» **Action item**
Nothing in the data is to be left out; copy it exactly.

++++++++

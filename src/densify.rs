//! Route densification.
//!
//! Routing services return polylines whose vertices sit at turns and curves,
//! sometimes hundreds of meters apart. Sensor matching works point by point,
//! so the polyline is filled in until no gap exceeds the minimum spacing.

use log::{debug, warn};
use serde::{Deserialize, Serialize};

use crate::error::{CongestionError, Result};
use crate::geo_utils::{check_spacing, interpolate};
use crate::GpsPoint;

/// Default minimum spacing between densified route points, in meters.
pub const DEFAULT_MIN_SPACING_METERS: f64 = 8.0;

/// What the routing collaborator handed back for an origin/destination pair.
#[derive(Debug, Clone, PartialEq, Serialize, Deserialize)]
#[serde(tag = "kind", rename_all = "snake_case")]
pub enum RawRoute {
    /// Ordered polyline vertices, origin first. May be empty.
    Coordinates { points: Vec<GpsPoint> },
    /// Explicit error payload from the routing service
    Failed {
        status_code: Option<u16>,
        message: String,
    },
}

impl RawRoute {
    pub fn from_points(points: Vec<GpsPoint>) -> Self {
        RawRoute::Coordinates { points }
    }

    pub fn failed(status_code: Option<u16>, message: impl Into<String>) -> Self {
        RawRoute::Failed {
            status_code,
            message: message.into(),
        }
    }
}

/// Densify a routing result, rejecting failures and empty routes.
pub fn densify_route(raw: &RawRoute, min_spacing_meters: f64) -> Result<Vec<GpsPoint>> {
    match raw {
        RawRoute::Failed {
            status_code,
            message,
        } => {
            warn!(
                "[RouteDensifier] Routing failed (status {:?}): {}",
                status_code, message
            );
            Err(CongestionError::RouteUnavailable {
                status_code: *status_code,
                message: message.clone(),
            })
        }
        RawRoute::Coordinates { points } if points.is_empty() => {
            Err(CongestionError::RouteUnavailable {
                status_code: None,
                message: "routing service returned no coordinates".to_string(),
            })
        }
        RawRoute::Coordinates { points } => densify(points, min_spacing_meters),
    }
}

/// Insert interpolated points between any two vertices farther apart than
/// `min_spacing_meters`.
///
/// All original vertices are kept in order, and coincident vertices are not
/// collapsed. The spacing must be a positive finite number.
pub fn densify(points: &[GpsPoint], min_spacing_meters: f64) -> Result<Vec<GpsPoint>> {
    check_spacing(min_spacing_meters)?;
    let Some(first) = points.first() else {
        return Ok(Vec::new());
    };

    let mut dense = Vec::with_capacity(points.len());
    dense.push(*first);
    for pair in points.windows(2) {
        dense.extend(interpolate(&pair[0], &pair[1], min_spacing_meters)?);
    }

    debug!(
        "[RouteDensifier] {} vertices -> {} points at {}m spacing",
        points.len(),
        dense.len(),
        min_spacing_meters
    );
    Ok(dense)
}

++++++++

» **Problem solution**
filename src/densify.rs
//! Route densification.
//!
//! Routing services return polylines whose vertices sit at turns and curves,
//! sometimes hundreds of meters apart. Sensor matching works point by point,
//! so the polyline is filled in until no gap exceeds the minimum spacing.

use log::{debug, warn};
use serde::{Deserialize, Serialize};

use crate::error::{CongestionError, Result};
use crate::geo_utils::{check_spacing, interpolate};
use crate::GpsPoint;

/// Default minimum spacing between densified route points, in meters.
pub const DEFAULT_MIN_SPACING_METERS: f64 = 8.0;

/// What the routing collaborator handed back for an origin/destination pair.
#[derive(Debug, Clone, PartialEq, Serialize, Deserialize)]
#[serde(tag = "kind", rename_all = "snake_case")]
pub enum RawRoute {
    /// Ordered polyline vertices, origin first. May be empty.
    Coordinates { points: Vec<GpsPoint> },
    /// Explicit error payload from the routing service
    Failed {
        status_code: Option<u16>,
        message: String,
    },
}

impl RawRoute {
    pub fn from_points(points: Vec<GpsPoint>) -> Self {
        RawRoute::Coordinates { points }
    }

    pub fn failed(status_code: Option<u16>, message: impl Into<String>) -> Self {
        RawRoute::Failed {
            status_code,
            message: message.into(),
        }
    }
}

/// Densify a routing result, rejecting failures and empty routes.
pub fn densify_route(raw: &RawRoute, min_spacing_meters: f64) -> Result<Vec<GpsPoint>> {
    match raw {
        RawRoute::Failed {
            status_code,
            message,
        } => {
            warn!(
                "[RouteDensifier] Routing failed (status {:?}): {}",
                status_code, message
            );
            Err(CongestionError::RouteUnavailable {
                status_code: *status_code,
                message: message.clone(),
            })
        }
        RawRoute::Coordinates { points } if points.is_empty() => {
            Err(CongestionError::RouteUnavailable {
                status_code: None,
                message: "routing service returned no coordinates".to_string(),
            })
        }
        RawRoute::Coordinates { points } => densify(points, min_spacing_meters),
    }
}

/// Insert interpolated points between any two vertices farther apart than
/// `min_spacing_meters`.
///
/// All original vertices are kept in order, and coincident vertices are not
/// collapsed. The spacing must be a positive finite number.
pub fn densify(points: &[GpsPoint], min_spacing_meters: f64) -> Result<Vec<GpsPoint>> {
    check_spacing(min_spacing_meters)?;
    let Some(first) = points.first() else {
        return Ok(Vec::new());
    };

    let mut dense = Vec::with_capacity(points.len());
    dense.push(*first);
    for pair in points.windows(2) {
        dense.extend(interpolate(&pair[0], &pair[1], min_spacing_meters)?);
    }

    debug!(
        "[RouteDensifier] {} vertices -> {} points at {}m spacing",
        points.len(),
        dense.len(),
        min_spacing_meters
    );
    Ok(dense)
}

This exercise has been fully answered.